My own take on this midrash, at this moment, entirely aside from anything Baal HaTurim says:
1) The idea of brit milah, from the previous parsha (perek 17), was a covenant not just with Avraham but with all his descendants. And circumcision is something which keeps an Israelite under this covenant. Thus:
kol Yisrael yesh lahem chelek leOlam haba. And this idea of special protection by virtue of this covenant, when this shows that Hashem is their God, to save them from Hell, is not such a stretch.
Nor is the idea that Avraham officiates at this. Not literally, but figuratively, he is certainly an appropriate figure.

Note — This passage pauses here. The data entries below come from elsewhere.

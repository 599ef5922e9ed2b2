//! Live generation handles: a cancellation token plus the lifecycle status
//! for every generation whose worker has not finished yet.

use std::collections::HashMap;

use parking_lot::Mutex;
use tokio_util::sync::CancellationToken;

use hearth_domain::generation::{GenerationId, GenerationStatus};

struct LiveGeneration {
    token: CancellationToken,
    status: GenerationStatus,
}

#[derive(Default)]
pub struct CancelMap {
    live: Mutex<HashMap<GenerationId, LiveGeneration>>,
}

impl CancelMap {
    pub fn new() -> Self {
        Self::default()
    }

    /// Register a new generation in `Pending` and return its token.
    pub fn register(&self, id: &GenerationId) -> CancellationToken {
        let token = CancellationToken::new();
        self.live.lock().insert(
            id.clone(),
            LiveGeneration {
                token: token.clone(),
                status: GenerationStatus::Pending,
            },
        );
        token
    }

    /// Signal cancellation. Returns true if the generation was live.
    pub fn cancel(&self, id: &GenerationId) -> bool {
        match self.live.lock().get(id) {
            Some(gen) => {
                gen.token.cancel();
                true
            }
            None => false,
        }
    }

    /// Advance the status. Backward or post-terminal moves are ignored.
    pub fn advance(&self, id: &GenerationId, next: GenerationStatus) -> bool {
        let mut live = self.live.lock();
        match live.get_mut(id) {
            Some(gen) if gen.status.can_advance_to(next) => {
                gen.status = next;
                true
            }
            _ => false,
        }
    }

    pub fn status(&self, id: &GenerationId) -> Option<GenerationStatus> {
        self.live.lock().get(id).map(|g| g.status)
    }

    /// Forget a generation (called when its worker finishes).
    pub fn remove(&self, id: &GenerationId) {
        self.live.lock().remove(id);
    }

    pub fn len(&self) -> usize {
        self.live.lock().len()
    }

    pub fn is_empty(&self) -> bool {
        self.len() == 0
    }
}
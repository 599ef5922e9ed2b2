pub mod ask;
pub mod config;

use clap::{Parser, Subcommand};

/// hearthd: local assistant daemon with streamed generations and live
/// backend reconfiguration.
#[derive(Debug, Parser)]
#[command(name = "hearthd", version, about)]
pub struct Cli {
    #[command(subcommand)]
    pub command: Option<Command>,
}

#[derive(Debug, Subcommand)]
pub enum Command {
    /// Start the HTTP daemon (default when no subcommand is given).
    Serve,
    /// Send one message and stream the answer to stdout.
    Ask {
        /// The message to send.
        message: String,
        /// Print the outcome as JSON instead of streaming text.
        #[arg(long)]
        json: bool,
        /// Do not include stored conversation history as context.
        #[arg(long)]
        no_context: bool,
    },
    /// Configuration utilities.
    #[command(subcommand)]
    Config(ConfigCommand),
    /// Print version information.
    Version,
}

#[derive(Debug, Subcommand)]
pub enum ConfigCommand {
    /// Parse the config file and report any errors.
    Validate,
    /// Dump the resolved configuration (with defaults) as TOML.
    Show,
}

// ── Config loading helper ─────────────────────────────────────────────

/// Load the configuration from `HEARTH_CONFIG` (or `config.toml`). A
/// missing file yields the defaults.
pub fn load_config() -> anyhow::Result<(hearth_domain::config::Config, String)> {
    let config_path = std::env::var("HEARTH_CONFIG").unwrap_or_else(|_| "config.toml".into());
    let config = load_config_from(&config_path)?;
    Ok((config, config_path))
}

pub fn load_config_from(config_path: &str) -> anyhow::Result<hearth_domain::config::Config> {
    if !std::path::Path::new(config_path).exists() {
        return Ok(hearth_domain::config::Config::default());
    }
    let raw = std::fs::read_to_string(config_path)
        .map_err(|e| anyhow::anyhow!("reading {config_path}: {e}"))?;
    toml::from_str(&raw).map_err(|e| anyhow::anyhow!("parsing {config_path}: {e}"))
}
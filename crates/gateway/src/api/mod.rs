pub mod backend;
pub mod conversation;
pub mod events;
pub mod generations;

use axum::http::StatusCode;
use axum::response::{IntoResponse, Json};
use axum::routing::{get, post};
use axum::Router;

use crate::state::AppState;

/// Build the full API router.
pub fn router() -> Router<AppState> {
    Router::new()
        .route("/health", get(backend::health))
        // Generations
        .route("/v1/generations", post(generations::start))
        .route(
            "/v1/generations/:id",
            get(generations::status).delete(generations::cancel),
        )
        // Delivery
        .route("/v1/events", get(events::stream))
        // Backend
        .route("/v1/backend", get(backend::describe))
        .route("/v1/backend/reconfigure", post(backend::reconfigure))
        .route("/v1/models", get(backend::list_models))
        // Conversation history
        .route(
            "/v1/conversation",
            get(conversation::recent).delete(conversation::clear),
        )
}

/// `{ "error": ... }` response with the given status.
pub(crate) fn api_error(code: StatusCode, msg: impl Into<String>) -> axum::response::Response {
    (code, Json(serde_json::json!({ "error": msg.into() }))).into_response()
}
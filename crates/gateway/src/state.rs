use std::sync::Arc;
use std::time::Instant;

use hearth_domain::config::Config;
use hearth_providers::InferenceBackend;

use crate::backend::BackendController;
use crate::runtime::{BroadcastSink, Hearth};

/// Shared application state passed to all API handlers.
#[derive(Clone)]
pub struct AppState {
    // ── Core services ─────────────────────────────────────────────────
    pub config: Arc<Config>,
    pub hearth: Hearth,
    pub backend: Arc<dyn InferenceBackend>,
    pub controller: Arc<dyn BackendController>,

    // ── Delivery ──────────────────────────────────────────────────────
    /// SSE subscribers attach here.
    pub events: BroadcastSink,

    pub started_at: Instant,
}
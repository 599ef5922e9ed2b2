use serde::Serialize;

use crate::backend::AugmentMode;
use crate::generation::{GenerationId, GenerationStatus};

/// Structured trace events emitted across all Hearth crates.
#[derive(Debug, Clone, Serialize)]
#[serde(tag = "event")]
pub enum TraceEvent {
    GenerationStarted {
        generation_id: GenerationId,
        context_turns: usize,
        message_chars: usize,
    },
    GenerationFinished {
        generation_id: GenerationId,
        status: GenerationStatus,
        content_chars: usize,
        reasoning_chars: usize,
        dropped_deltas: usize,
        persisted: bool,
        duration_ms: u64,
    },
    BackendRequest {
        model: String,
        reasoning: bool,
        status: u16,
        duration_ms: u64,
    },
    ReconfigRequested {
        enabled: bool,
        mode: AugmentMode,
        model: Option<String>,
    },
    ReconfigDeferred {
        enabled: bool,
        mode: AugmentMode,
    },
    ReconfigApplied {
        enabled: bool,
        mode: AugmentMode,
        model: String,
        success: bool,
        duration_ms: u64,
    },
    TranscriptAppend {
        path: String,
        lines: usize,
    },
}

impl TraceEvent {
    pub fn emit(&self) {
        let json = serde_json::to_string(self).unwrap_or_default();
        tracing::info!(trace_event = %json, "hearth_event");
    }
}
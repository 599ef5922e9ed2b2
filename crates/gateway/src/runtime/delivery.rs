//! Single-consumer delivery of notifications.
//!
//! Every outward event (answer deltas, completions, backend changes) goes
//! through one bounded queue drained by exactly one consumer task, which
//! stamps each event with a sequence number and hands it to an
//! [`EventSink`].

use std::sync::Arc;
use std::time::Duration;

use tokio::sync::{broadcast, mpsc};
use tokio::task::JoinHandle;

use hearth_domain::generation::{Envelope, Notification};

use super::registry::SessionRegistry;

// ━━━━━━━━━━━━━━━━━━━━━━━━━━━━━━━━━━━━━━━━━━━━━━━━━━━━━━━━━━━━━━━━━━
// Sinks
// ━━━━━━━━━━━━━━━━━━━━━━━━━━━━━━━━━━━━━━━━━━━━━━━━━━━━━━━━━━━━━━━━━━

/// Where delivered notifications end up (SSE subscribers, a terminal, a
/// test recorder).
#[async_trait::async_trait]
pub trait EventSink: Send + Sync {
    async fn deliver(&self, envelope: Envelope);
}

/// Fans envelopes out to any number of subscribers. Slow subscribers lag
/// and skip; the consumer never waits on them.
#[derive(Clone)]
pub struct BroadcastSink {
    tx: broadcast::Sender<Envelope>,
}

impl BroadcastSink {
    pub fn new(capacity: usize) -> Self {
        let (tx, _) = broadcast::channel(capacity.max(1));
        Self { tx }
    }

    pub fn subscribe(&self) -> broadcast::Receiver<Envelope> {
        self.tx.subscribe()
    }
}

#[async_trait::async_trait]
impl EventSink for BroadcastSink {
    async fn deliver(&self, envelope: Envelope) {
        // No subscribers is fine.
        let _ = self.tx.send(envelope);
    }
}

// ━━━━━━━━━━━━━━━━━━━━━━━━━━━━━━━━━━━━━━━━━━━━━━━━━━━━━━━━━━━━━━━━━━
// Queue
// ━━━━━━━━━━━━━━━━━━━━━━━━━━━━━━━━━━━━━━━━━━━━━━━━━━━━━━━━━━━━━━━━━━

struct Queued {
    notification: Notification,
    /// Model output that must not surface once its generation is superseded.
    live_only: bool,
}

/// Producer handle of the delivery queue. Cheap to clone.
#[derive(Clone)]
pub struct DeliveryQueue {
    tx: mpsc::Sender<Queued>,
}

impl DeliveryQueue {
    /// Create the queue and spawn its consumer. The consumer runs until
    /// every producer handle is dropped and returns the number of
    /// envelopes it delivered.
    pub fn spawn(
        capacity: usize,
        registry: Arc<SessionRegistry>,
        sink: Arc<dyn EventSink>,
    ) -> (Self, JoinHandle<u64>) {
        let (tx, rx) = mpsc::channel(capacity.max(1));
        let handle = tokio::spawn(consume(rx, registry, sink));
        (Self { tx }, handle)
    }

    /// Enqueue a notification that is always delivered.
    pub async fn publish(&self, notification: Notification) -> bool {
        self.enqueue(notification, false).await
    }

    /// Enqueue model output. It is dropped at delivery time if another
    /// generation has become current in the meantime.
    pub async fn publish_delta(&self, notification: Notification) -> bool {
        self.enqueue(notification, true).await
    }

    async fn enqueue(&self, notification: Notification, live_only: bool) -> bool {
        let kind = notification.kind();
        match self
            .tx
            .send(Queued {
                notification,
                live_only,
            })
            .await
        {
            Ok(()) => true,
            Err(_) => {
                tracing::warn!(kind, "delivery queue closed, notification dropped");
                false
            }
        }
    }
}

async fn consume(
    mut rx: mpsc::Receiver<Queued>,
    registry: Arc<SessionRegistry>,
    sink: Arc<dyn EventSink>,
) -> u64 {
    let mut seq = 0u64;
    while let Some(item) = rx.recv().await {
        if item.live_only && is_superseded(&registry, &item.notification) {
            tracing::debug!(
                kind = item.notification.kind(),
                "dropping delta of superseded generation"
            );
            continue;
        }
        seq += 1;
        sink.deliver(Envelope {
            seq,
            notification: item.notification,
        })
        .await;
    }
    tracing::debug!(delivered = seq, "delivery consumer stopped");
    seq
}

/// Give the consumer up to `grace` to flush what is queued and stop once the
/// last producer is gone, then abort it. Returns the delivered count when it
/// stopped on its own.
pub async fn drain(mut consumer: JoinHandle<u64>, grace: Duration) -> Option<u64> {
    match tokio::time::timeout(grace, &mut consumer).await {
        Ok(Ok(delivered)) => Some(delivered),
        Ok(Err(e)) => {
            tracing::warn!(error = %e, "delivery consumer failed");
            None
        }
        Err(_) => {
            consumer.abort();
            tracing::warn!(
                grace_ms = grace.as_millis() as u64,
                "delivery queue still open after grace period, aborting consumer"
            );
            None
        }
    }
}

fn is_superseded(registry: &SessionRegistry, notification: &Notification) -> bool {
    match (registry.current(), notification.generation_id()) {
        (Some(current), Some(id)) => &current != id,
        _ => false,
    }
}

Not keeping the covenant of brit milah will lead to being cut off, and going to gehinnom. We can almost see this explicitly in this pasuk:
What about one who has intercourse with a gentile woman? Two possibilities. The first, which I will propose but do not consider the better of the two -- we can cast milah as some kind of sanctification of the ever, with the act this one did as undoing this sanctification.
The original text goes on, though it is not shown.